*What you should do*
Set down all the entries again, word for word.

*Input*
# # # #

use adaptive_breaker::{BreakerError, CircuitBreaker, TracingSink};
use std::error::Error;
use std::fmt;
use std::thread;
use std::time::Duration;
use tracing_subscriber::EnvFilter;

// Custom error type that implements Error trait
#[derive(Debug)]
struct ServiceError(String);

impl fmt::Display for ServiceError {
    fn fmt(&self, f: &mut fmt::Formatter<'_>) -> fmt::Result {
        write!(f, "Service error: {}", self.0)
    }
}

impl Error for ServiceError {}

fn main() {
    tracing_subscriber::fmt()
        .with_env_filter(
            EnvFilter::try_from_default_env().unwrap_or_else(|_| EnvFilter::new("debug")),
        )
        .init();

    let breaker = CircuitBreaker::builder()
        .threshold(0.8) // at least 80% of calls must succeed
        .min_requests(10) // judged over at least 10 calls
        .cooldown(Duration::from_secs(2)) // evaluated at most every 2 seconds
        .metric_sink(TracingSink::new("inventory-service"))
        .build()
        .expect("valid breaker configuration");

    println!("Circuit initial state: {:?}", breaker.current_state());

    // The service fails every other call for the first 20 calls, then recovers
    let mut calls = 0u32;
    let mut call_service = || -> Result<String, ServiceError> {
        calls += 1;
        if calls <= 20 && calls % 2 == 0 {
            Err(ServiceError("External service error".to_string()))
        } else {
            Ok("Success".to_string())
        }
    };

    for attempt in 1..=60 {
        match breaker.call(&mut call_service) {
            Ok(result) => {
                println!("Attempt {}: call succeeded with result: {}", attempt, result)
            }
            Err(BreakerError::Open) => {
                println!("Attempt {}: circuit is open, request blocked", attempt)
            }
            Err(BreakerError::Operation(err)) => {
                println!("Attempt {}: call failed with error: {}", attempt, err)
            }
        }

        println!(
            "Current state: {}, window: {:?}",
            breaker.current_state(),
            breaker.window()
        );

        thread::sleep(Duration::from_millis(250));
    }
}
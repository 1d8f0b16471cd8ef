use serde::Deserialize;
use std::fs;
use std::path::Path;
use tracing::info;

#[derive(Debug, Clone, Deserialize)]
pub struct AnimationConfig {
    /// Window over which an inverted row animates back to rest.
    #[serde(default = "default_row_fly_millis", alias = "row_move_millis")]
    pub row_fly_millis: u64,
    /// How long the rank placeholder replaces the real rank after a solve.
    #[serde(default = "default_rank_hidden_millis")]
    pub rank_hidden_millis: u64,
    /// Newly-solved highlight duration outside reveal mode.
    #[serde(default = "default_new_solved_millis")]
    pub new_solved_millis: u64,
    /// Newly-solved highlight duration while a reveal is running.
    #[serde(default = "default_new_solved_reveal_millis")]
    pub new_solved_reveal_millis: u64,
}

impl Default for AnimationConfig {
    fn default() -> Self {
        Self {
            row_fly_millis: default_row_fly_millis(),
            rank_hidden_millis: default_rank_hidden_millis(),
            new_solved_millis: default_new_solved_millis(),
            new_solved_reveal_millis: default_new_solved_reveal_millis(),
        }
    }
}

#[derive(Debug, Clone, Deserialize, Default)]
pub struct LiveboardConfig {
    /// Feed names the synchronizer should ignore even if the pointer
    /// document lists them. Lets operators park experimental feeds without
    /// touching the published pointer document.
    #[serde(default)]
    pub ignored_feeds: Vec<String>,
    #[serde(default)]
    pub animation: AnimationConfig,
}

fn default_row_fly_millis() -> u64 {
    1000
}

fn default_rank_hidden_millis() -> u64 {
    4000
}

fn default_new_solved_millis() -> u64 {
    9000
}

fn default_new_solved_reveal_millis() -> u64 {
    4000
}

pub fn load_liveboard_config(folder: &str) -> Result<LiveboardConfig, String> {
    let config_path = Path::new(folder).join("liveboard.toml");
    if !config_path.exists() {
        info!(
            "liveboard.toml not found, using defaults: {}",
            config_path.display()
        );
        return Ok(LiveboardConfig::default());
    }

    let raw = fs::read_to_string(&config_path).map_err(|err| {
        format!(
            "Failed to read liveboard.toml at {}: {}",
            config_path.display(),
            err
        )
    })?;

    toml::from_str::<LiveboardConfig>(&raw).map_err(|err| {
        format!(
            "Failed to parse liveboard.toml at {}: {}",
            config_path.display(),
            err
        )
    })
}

# # # #

*Task solution*
use adaptive_breaker::{BreakerError, CircuitBreaker, TracingSink};
use std::error::Error;
use std::fmt;
use std::thread;
use std::time::Duration;
use tracing_subscriber::EnvFilter;

// Custom error type that implements Error trait
#[derive(Debug)]
struct ServiceError(String);

impl fmt::Display for ServiceError {
    fn fmt(&self, f: &mut fmt::Formatter<'_>) -> fmt::Result {
        write!(f, "Service error: {}", self.0)
    }
}

impl Error for ServiceError {}

fn main() {
    tracing_subscriber::fmt()
        .with_env_filter(
            EnvFilter::try_from_default_env().unwrap_or_else(|_| EnvFilter::new("debug")),
        )
        .init();

    let breaker = CircuitBreaker::builder()
        .threshold(0.8) // at least 80% of calls must succeed
        .min_requests(10) // judged over at least 10 calls
        .cooldown(Duration::from_secs(2)) // evaluated at most every 2 seconds
        .metric_sink(TracingSink::new("inventory-service"))
        .build()
        .expect("valid breaker configuration");

    println!("Circuit initial state: {:?}", breaker.current_state());

    // The service fails every other call for the first 20 calls, then recovers
    let mut calls = 0u32;
    let mut call_service = || -> Result<String, ServiceError> {
        calls += 1;
        if calls <= 20 && calls % 2 == 0 {
            Err(ServiceError("External service error".to_string()))
        } else {
            Ok("Success".to_string())
        }
    };

    for attempt in 1..=60 {
        match breaker.call(&mut call_service) {
            Ok(result) => {
                println!("Attempt {}: call succeeded with result: {}", attempt, result)
            }
            Err(BreakerError::Open) => {
                println!("Attempt {}: circuit is open, request blocked", attempt)
            }
            Err(BreakerError::Operation(err)) => {
                println!("Attempt {}: call failed with error: {}", attempt, err)
            }
        }

        println!(
            "Current state: {}, window: {:?}",
            breaker.current_state(),
            breaker.window()
        );

        thread::sleep(Duration::from_millis(250));
    }
}
repository 1d8f0b16471cd8ef
use serde::Deserialize;
use std::fs;
use std::path::Path;
use tracing::info;

#[derive(Debug, Clone, Deserialize)]
pub struct AnimationConfig {
    /// Window over which an inverted row animates back to rest.
    #[serde(default = "default_row_fly_millis", alias = "row_move_millis")]
    pub row_fly_millis: u64,
    /// How long the rank placeholder replaces the real rank after a solve.
    #[serde(default = "default_rank_hidden_millis")]
    pub rank_hidden_millis: u64,
    /// Newly-solved highlight duration outside reveal mode.
    #[serde(default = "default_new_solved_millis")]
    pub new_solved_millis: u64,
    /// Newly-solved highlight duration while a reveal is running.
    #[serde(default = "default_new_solved_reveal_millis")]
    pub new_solved_reveal_millis: u64,
}

impl Default for AnimationConfig {
    fn default() -> Self {
        Self {
            row_fly_millis: default_row_fly_millis(),
            rank_hidden_millis: default_rank_hidden_millis(),
            new_solved_millis: default_new_solved_millis(),
            new_solved_reveal_millis: default_new_solved_reveal_millis(),
        }
    }
}

#[derive(Debug, Clone, Deserialize, Default)]
pub struct LiveboardConfig {
    /// Feed names the synchronizer should ignore even if the pointer
    /// document lists them. Lets operators park experimental feeds without
    /// touching the published pointer document.
    #[serde(default)]
    pub ignored_feeds: Vec<String>,
    #[serde(default)]
    pub animation: AnimationConfig,
}

fn default_row_fly_millis() -> u64 {
    1000
}

fn default_rank_hidden_millis() -> u64 {
    4000
}

fn default_new_solved_millis() -> u64 {
    9000
}

fn default_new_solved_reveal_millis() -> u64 {
    4000
}

pub fn load_liveboard_config(folder: &str) -> Result<LiveboardConfig, String> {
    let config_path = Path::new(folder).join("liveboard.toml");
    if !config_path.exists() {
        info!(
            "liveboard.toml not found, using defaults: {}",
            config_path.display()
        );
        return Ok(LiveboardConfig::default());
    }

    let raw = fs::read_to_string(&config_path).map_err(|err| {
        format!(
            "Failed to read liveboard.toml at {}: {}",
            config_path.display(),
            err
        )
    })?;

    toml::from_str::<LiveboardConfig>(&raw).map_err(|err| {
        format!(
            "Failed to parse liveboard.toml at {}: {}",
            config_path.display(),
            err
        )
    })
}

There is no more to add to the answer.